The Chicago Bulls basically used up Joakim Noah’s career in ways that are more akin to a past-prime NFL running back or post-surgery starting pitcher in MLB, as opposed to a 31-year old NBA center. Joakim Noah isn’t coming off of an ACL and meniscus tear as ex-Bull and current Knick teammate Derrick Rose is, but he’s certainly been in decline after the Chicago medical and coaching staff wore him out during the height of the Tom Thibodeau era.

Actually, we don’t know if Noah suffered a major tear in one of his knees, because the Bulls to this day refuse to acknowledge on record the severity or specifics behind whatever the hell Joakim Noah underwent an operation for in May, 2014.

That “minor” surgery was supposed to put him on the shelf for eight-to-12 weeks (“minor” operations don’t sideline an NBA player for that long), but six months later Noah was still complaining about the aftereffects of the operation, and he was a shell of himself in 2014-15; just months after finishing in the top five in MVP voting while winning the Defensive Player of the Year award.

Noah rebounded somewhat in his final season in Chicago last year, but a shoulder injury sidelined him for what would become Chicago’s first playoff-less season since Noah’s rookie year in 2007-08.

The perception league-wide is that Chicago used all it could of Joakim Noah during his inspired turn as a Chicago Bull, leaving the Knicks to overpay him as a free agent as Joakim works deep into his mid-30s. That’s smart business and basketball acumen, as the Bulls now currently employ the younger and cheaper Robin Lopez – the center that Noah will replace in New York.

What isn’t on the level at all is Jerry Reinsdorf’s needless comments.

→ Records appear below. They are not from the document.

use optin_mfa_models::factor::ScratchCode;
use optin_mfa_shared_contracts::scratch::ScratchCodeService;
use rand::{
    distributions::Uniform, prelude::Distribution, thread_rng, CryptoRng, Rng,
};

#[derive(Debug, Clone, Copy, Default)]
pub struct ScratchCodeServiceImpl;

impl ScratchCodeService for ScratchCodeServiceImpl {
    fn generate_batch(&self) -> Vec<ScratchCode> {
        let mut rng = csprng();
        let mut out = Vec::with_capacity(ScratchCode::BATCH_SIZE);
        while out.len() < ScratchCode::BATCH_SIZE {
            let code = generate_code(&mut rng);
            if !out.contains(&code) {
                out.push(code);
            }
        }
        out
    }
}

fn generate_code(rng: &mut (impl Rng + CryptoRng)) -> ScratchCode {
    let len = ScratchCode::LETTERS_PREFIX + 1 + ScratchCode::DIGITS + 1 + ScratchCode::LETTERS_SUFFIX;
    let mut out = String::with_capacity(len);

    out.extend(
        letters()
            .sample_iter(&mut *rng)
            .take(ScratchCode::LETTERS_PREFIX),
    );
    out.push('-');
    out.extend(digits().sample_iter(&mut *rng).take(ScratchCode::DIGITS));
    out.push('-');
    out.extend(
        letters()
            .sample_iter(&mut *rng)
            .take(ScratchCode::LETTERS_SUFFIX),
    );

    debug_assert_eq!(out.len(), len);
    out.try_into().unwrap()
}

fn csprng() -> impl Rng + CryptoRng {
    thread_rng()
}

fn letters() -> impl Distribution<char> {
    Uniform::new(0u8, 2 * 26).map(|x| (x % 26 + if x < 26 { b'a' } else { b'A' }) as char)
}

fn digits() -> impl Distribution<char> {
    Uniform::new(0u8, 10).map(|x| (x + b'0') as char)
}

#[cfg(test)]
mod tests {
    use std::collections::HashSet;

    use super::*;

    #[test]
    fn generate_batch() {
        // Arrange
        let sut = ScratchCodeServiceImpl;

        // Act
        let batch = sut.generate_batch();

        // Assert
        assert_eq!(batch.len(), ScratchCode::BATCH_SIZE);
        let unique = batch.iter().collect::<HashSet<_>>();
        assert_eq!(unique.len(), batch.len());
    }

    #[test]
    fn batches_differ() {
        // Arrange
        let sut = ScratchCodeServiceImpl;

        // Act
        let a = sut.generate_batch();
        let b = sut.generate_batch();

        // Assert
        assert_ne!(a, b);
    }

    #[test]
    fn codes_match_format() {
        // Arrange + Act + Assert
        for _ in 0..256 {
            generate_code(&mut csprng());
        }
    }
}
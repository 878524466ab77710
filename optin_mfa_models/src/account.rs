use crate::{
    factor::{ScratchCodeHash, SecondFactorMap},
    user::{PhoneNumber, UserName},
};

/// Snapshot of the user record held by the external account store, reduced to
/// the attributes this action reads and writes. Mutations are performed on a
/// clone and written back wholesale through the repository.
#[derive(Debug, Clone, PartialEq, Eq)]
pub struct Account {
    pub subject: UserName,
    pub phone_number: Option<PhoneNumber>,
    pub second_factors: SecondFactorMap,
    /// SHA-256 hashes of the unused scratch codes. Plaintext is never stored
    /// on the account.
    pub scratch_code_hashes: Vec<ScratchCodeHash>,
}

This is what Reinsdorf does, though. He feels a need to dig in post-negotiation (ask Noah, Michael Jordan, or even Reinsdorf’s current Bulls co-personnel chief John Paxson) to leave players walking away from the bargaining table as if they’d just lost in 12 rounds.

Even if – in the case of MJ, Paxson, and Joakim Noah’s new $72 million deal for his beloved Knicks – the players technically “won.”

Noah, in taking the high road, didn’t lose this one. He has every reason to be upset after leaving it all on the floor for Chicago for nine seasons, in the wake of his former employer’s gratuitous dig, yet he showed a man more than twice his age just how it’s done.